Which lines in the data below contain the string "login"? Show each one.

Working data Start Marker

//! Commonly used types and traits

pub use crate::define_skill;
pub use crate::executor::{ExecuteOptions, SkillExecutor};
pub use crate::registry::SkillRegistry;
pub use crate::state::{InMemoryStateStore, StateStore};
pub use crate::engine::WorkflowExecutor;
pub use skillflow_core::{
    OutputCode, Skill, SkillError, SkillInput, SkillMeta, SkillOutput, ValueMap,
    WorkflowDefinition, WorkflowStep,
};
//! The two-namespace context handed to every skill.

use crate::value::{merge_into, Value, ValueMap};
use serde::{Deserialize, Serialize};

/// Facts produced by earlier steps.
///
/// Skills only ever see this through a shared reference, so they cannot
/// change it. The workflow engine publishes into it; keys are never removed.
#[derive(Debug, Clone, Default, PartialEq, Serialize, Deserialize)]
#[serde(transparent)]
pub struct ReadOnlyContext(ValueMap);

impl ReadOnlyContext {
    /// Creates an empty context.
    pub fn new() -> Self {
        Self::default()
    }

    /// Returns the value stored under `key`.
    pub fn get(&self, key: &str) -> Option<&Value> {
        self.0.get(key)
    }

    /// Returns `true` if `key` has been published.
    pub fn contains_key(&self, key: &str) -> bool {
        self.0.contains_key(key)
    }

    /// Publishes a fact. Returns `true` if the key is new.
    ///
    /// Existing keys keep their slot and take the newer value.
    pub fn publish(&mut self, key: impl Into<String>, value: Value) -> bool {
        self.0.insert(key.into(), value).is_none()
    }

    pub fn keys(&self) -> impl Iterator<Item = &String> {
        self.0.keys()
    }

    pub fn iter(&self) -> impl Iterator<Item = (&String, &Value)> {
        self.0.iter()
    }

    pub fn len(&self) -> usize {
        self.0.len()
    }

    pub fn is_empty(&self) -> bool {
        self.0.is_empty()
    }

    /// Borrows the underlying map.
    pub fn as_map(&self) -> &ValueMap {
        &self.0
    }
}

impl From<ValueMap> for ReadOnlyContext {
    fn from(map: ValueMap) -> Self {
        Self(map)
    }
}

/// Execution context passed to skills.
///
/// # Examples
///
/// ```
/// use skillflow_core::SkillContext;
/// use serde_json::json;
///
/// let mut ctx = SkillContext::new();
/// ctx.read_only.publish("requirements", json!(["login page"]));
/// ctx.writable.insert("draft".to_string(), json!("v1"));
///
/// let merged = ctx.merged();
/// assert_eq!(merged.get("requirements"), Some(&json!(["login page"])));
/// assert_eq!(merged.get("draft"), Some(&json!("v1")));
/// ```
#[derive(Debug, Clone, Default, PartialEq, Serialize, Deserialize)]
#[serde(rename_all = "camelCase")]
pub struct SkillContext {
    /// Facts from earlier steps.
    #[serde(default)]
    pub read_only: ReadOnlyContext,
    /// Scratch space any step may extend.
    #[serde(default)]
    pub writable: ValueMap,
}

impl SkillContext {
    /// Creates an empty context.
    pub fn new() -> Self {
        Self::default()
    }

    /// Looks a key up in `writable` first, then `read_only`.
    pub fn get(&self, key: &str) -> Option<&Value> {
        self.writable.get(key).or_else(|| self.read_only.get(key))
    }

    /// Merges `data` into the writable namespace.
    pub fn absorb(&mut self, data: &ValueMap) {
        merge_into(&mut self.writable, data);
    }

    /// Flattens both namespaces; writable entries shadow read-only ones.
    pub fn merged(&self) -> ValueMap {
        let mut merged = self.read_only.as_map().clone();
        merge_into(&mut merged, &self.writable);
        merged
    }
}
use super::node::{Link, Node};
use super::Tree;

impl Tree {
    /// Draws the tree level by level, one line per level. Each real node is
    /// written as its key followed by `B` (black) or `R` (red). Empty leaves,
    /// and the positions below them, are written as a single space. The row of
    /// empty leaves under the deepest nodes is drawn too, so an empty tree is
    /// one blank row.
    ///
    /// Level `l` of `L` (counting from 1) starts with `2^(L-l) - 1` spaces and
    /// every entry on it is followed by `2^(L-l+1) - 1` spaces. Keys with more
    /// than one digit push the rest of their line to the right.
    ///
    /// # Examples
    ///
    /// ```
    /// use rbtree::red_black::Tree;
    ///
    /// let tree: Tree = [2, 1, 3].into_iter().collect();
    ///
    /// assert_eq!(tree.render(), "   2B       \n 1R   3R   \n        \n");
    /// ```
    pub fn render(&self) -> String {
        let levels = self.height() + 1;

        // The tree laid out as a complete binary tree: the children of
        // position `i` are at `2i + 1` and `2i + 2`.
        let mut positions: Vec<Option<&Node>> = vec![None; (1 << levels) - 1];
        let mut stack = vec![(0, self.root)];
        while let Some((index, link)) = stack.pop() {
            if let Link::Node(id) = link {
                let node = &self.nodes[id];
                positions[index] = Some(node);
                stack.push((2 * index + 1, node.left));
                stack.push((2 * index + 2, node.right));
            }
        }

        let mut out = String::new();
        let mut positions = positions.into_iter();
        for level in 1..=levels {
            push_spaces(&mut out, (1 << (levels - level)) - 1);
            for _ in 0..1 << (level - 1) {
                match positions.next().flatten() {
                    Some(node) => {
                        out.push_str(&node.key.to_string());
                        out.push(node.color.marker());
                    }
                    None => out.push(' '),
                }
                push_spaces(&mut out, (1 << (levels - level + 1)) - 1);
            }
            out.push('\n');
        }
        out
    }
}

fn push_spaces(out: &mut String, count: usize) {
    out.extend(std::iter::repeat(' ').take(count));
}
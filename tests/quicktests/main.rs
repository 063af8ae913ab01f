use quickcheck::{Arbitrary, Gen};
use simplelog::{Config, LevelFilter, TestLogger};

mod red_black;

/// An enum for the various kinds of "things" to do to
/// a tree in a quicktest.
#[derive(Copy, Clone, Debug)]
pub(crate) enum Op<K> {
    /// Insert the K into the tree
    Insert(K),
    /// Remove the K from the tree
    Remove(K),
    /// Check whether the K is in the tree
    Contains(K),
}

impl<K> Arbitrary for Op<K>
where
    K: Arbitrary,
{
    /// Tells quickcheck how to randomly choose an operation. Inserts are
    /// weighted up so trees actually grow.
    fn arbitrary(g: &mut Gen) -> Self {
        match g.choose(&[0, 0, 1, 2]).unwrap() {
            0 => Op::Insert(K::arbitrary(g)),
            1 => Op::Remove(K::arbitrary(g)),
            2 => Op::Contains(K::arbitrary(g)),
            _ => unreachable!(),
        }
    }

    fn shrink(&self) -> Box<dyn Iterator<Item = Self>> {
        match self {
            Op::Insert(k) => Box::new(k.shrink().map(Op::Insert)),
            Op::Remove(k) => Box::new(k.shrink().map(Op::Remove)),
            Op::Contains(k) => Box::new(k.shrink().map(Op::Contains)),
        }
    }
}

/// Routes the tree's `log` output into the test harness. Safe to call from
/// every test; only the first call installs the logger.
pub(crate) fn init_logging() {
    let _ = TestLogger::init(LevelFilter::Debug, Config::default());
}
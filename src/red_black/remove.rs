use log::{debug, trace};

use super::node::{Color, Link, NodeId, Side};
use super::Tree;

impl Tree {
    /// Removes one node holding `key` from the tree. Returns `false`, leaving
    /// the tree untouched, if no node holds `key`.
    ///
    /// # Examples
    ///
    /// ```
    /// use rbtree::red_black::Tree;
    ///
    /// let mut tree: Tree = [2, 1, 3].into_iter().collect();
    ///
    /// assert!(tree.remove(2));
    /// assert!(!tree.contains(2));
    /// assert!(tree.contains(1));
    /// assert!(tree.contains(3));
    ///
    /// assert!(!tree.remove(42));
    /// ```
    pub fn remove(&mut self, key: i32) -> bool {
        let Some(mut target) = self.find(key) else {
            debug!("remove {key}: not found");
            return false;
        };

        // With two real children, the in-order successor's key moves up into
        // this node and the successor (which has no left child) is removed
        // instead.
        if let (Link::Node(_), Link::Node(right)) =
            (self.nodes[target].left, self.nodes[target].right)
        {
            let successor = self.leftmost(right);
            trace!(
                "remove {key}: replacing with successor {}",
                self.nodes[successor].key
            );
            self.nodes[target].key = self.nodes[successor].key;
            target = successor;
        }

        let parent = self.nodes[target].parent;
        self.remove_node(target);
        self.len -= 1;
        debug!("removed {key}");

        if let Some(parent) = parent {
            self.debug_check_around(parent);
        }
        true
    }

    /// The node with the smallest key in the subtree rooted at `id`.
    pub(super) fn leftmost(&self, mut id: NodeId) -> NodeId {
        while let Link::Node(left) = self.nodes[id].left {
            id = left;
        }
        id
    }

    /// Unlinks and frees a node with at most one real child.
    fn remove_node(&mut self, target: NodeId) {
        let node = &self.nodes[target];
        let child = node.left.id().or(node.right.id());

        match (node.color, child) {
            // A red node with one real child would have unequal black-heights
            // so it must have two empty leaves.
            (Color::Red, _) => {
                debug_assert!(child.is_none(), "Red node with a single child");
                self.replace_in_parent(target, Link::Leaf);
            }
            // A black node's only child must be red. Taking its parent's place
            // and turning black keeps the black-height.
            (Color::Black, Some(child)) => {
                self.replace_in_parent(target, Link::Node(child));
                self.paint(child, Color::Black);
            }
            // Removing a black node with no children shortens every path
            // through it by one black node.
            (Color::Black, None) => {
                let position = node.parent.zip(self.side_of(target));
                self.replace_in_parent(target, Link::Leaf);
                if let Some((parent, side)) = position {
                    self.fix_after_remove(parent, side);
                }
            }
        }

        self.nodes.free(target);
    }

    /// Restores equal black-heights after the subtree in the `side` slot of
    /// `parent` lost a black node. Each pass either absorbs the missing black
    /// node or hands it to `parent`, one level up.
    fn fix_after_remove(&mut self, mut parent: NodeId, mut side: Side) {
        loop {
            // The short side has a black-height of at least 1 less than this
            // side so the sibling can't be an empty leaf.
            let mut sibling = self.nodes[parent]
                .child(side.opposite())
                .id()
                .expect("Short subtree => real sibling");

            if self.nodes[sibling].color.is_red() {
                trace!("remove fix-up: sibling {} is red", self.nodes[sibling].key);
                self.paint(sibling, Color::Black);
                self.paint(parent, Color::Red);
                self.rotate_up(sibling);
                // The sibling's near child is the new sibling. It was below a
                // red node so it is black.
                sibling = self.nodes[parent]
                    .child(side.opposite())
                    .id()
                    .expect("Short subtree => real sibling");
            }

            let near = self.nodes[sibling].child(side);
            let far = self.nodes[sibling].child(side.opposite());

            if self.color(near).is_black() && self.color(far).is_black() {
                self.paint(sibling, Color::Red);

                if self.nodes[parent].color.is_red() {
                    trace!("remove fix-up: red parent {} absorbs", self.nodes[parent].key);
                    self.paint(parent, Color::Black);
                    return;
                }

                trace!("remove fix-up: moving up to {}", self.nodes[parent].key);
                match self.nodes[parent].parent.zip(self.side_of(parent)) {
                    Some((grandparent, parent_side)) => {
                        parent = grandparent;
                        side = parent_side;
                        continue;
                    }
                    // Every path lost a black node, including the root's.
                    None => return,
                }
            }

            if self.color(far).is_black() {
                // Near is red. Turn it into the sibling so the red node ends up
                // on the far side.
                let near = near.id().expect("Red => real node");
                trace!("remove fix-up: near nephew {} is red", self.nodes[near].key);
                self.paint(near, Color::Black);
                self.paint(sibling, Color::Red);
                self.rotate_up(near);
                sibling = near;
            }

            let far = self.nodes[sibling]
                .child(side.opposite())
                .id()
                .expect("Red far nephew => real node");
            trace!("remove fix-up: far nephew {} is red", self.nodes[far].key);
            self.paint(sibling, self.nodes[parent].color);
            self.paint(parent, Color::Black);
            self.paint(far, Color::Black);
            self.rotate_up(sibling);
            return;
        }
    }
}
//! This crate exposes a Red-Black Tree over `i32` keys, mostly for
//! educational purposes.
//!
//! ## Red-Black Tree
//!
//! A Red-Black Tree is a Binary Search Tree (BST) that keeps itself balanced
//! by painting every `Node` either red or black and restoring a handful of
//! coloring rules after every insertion and deletion. Every `Node` always has
//! two children; where there is no real child there is an empty leaf which
//! is always black. The rules are:
//!
//! 1. Every empty leaf is black.
//! 2. A red `Node` never has a red child.
//! 3. Every path from a `Node` down to an empty leaf passes through the same
//!    number of black `Node`s (the "black-height").
//! 4. The root is black.
//! 5. An in-order walk of the tree visits keys in non-decreasing order. This
//!    is the usual BST invariant and is independent of color.
//!
//! Rules 2 and 3 together mean the longest root-to-leaf path is at most twice
//! as long as the shortest, so the height of a tree holding `N` keys is at
//! most `2 * lg(N + 1)` and searching, inserting, and deleting are all
//! `O(lg N)`.
//!
//! The repairs run after a mutation are called "fix-ups". They only ever
//! recolor `Node`s and perform rotations, local restructurings which swap a
//! `Node` with one of its children without disturbing the in-order sequence.

#![deny(missing_docs, clippy::clone_on_ref_ptr)]

pub mod red_black;
pub mod text;

pub use red_black::{InvariantError, Tree};
pub use text::{parse_keys, ParseKeysError};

Working data End Marker

• Answer space:
/// ctx.read_only.publish("requirements", json!(["login page"]));
/// assert_eq!(merged.get("requirements"), Some(&json!(["login page"])));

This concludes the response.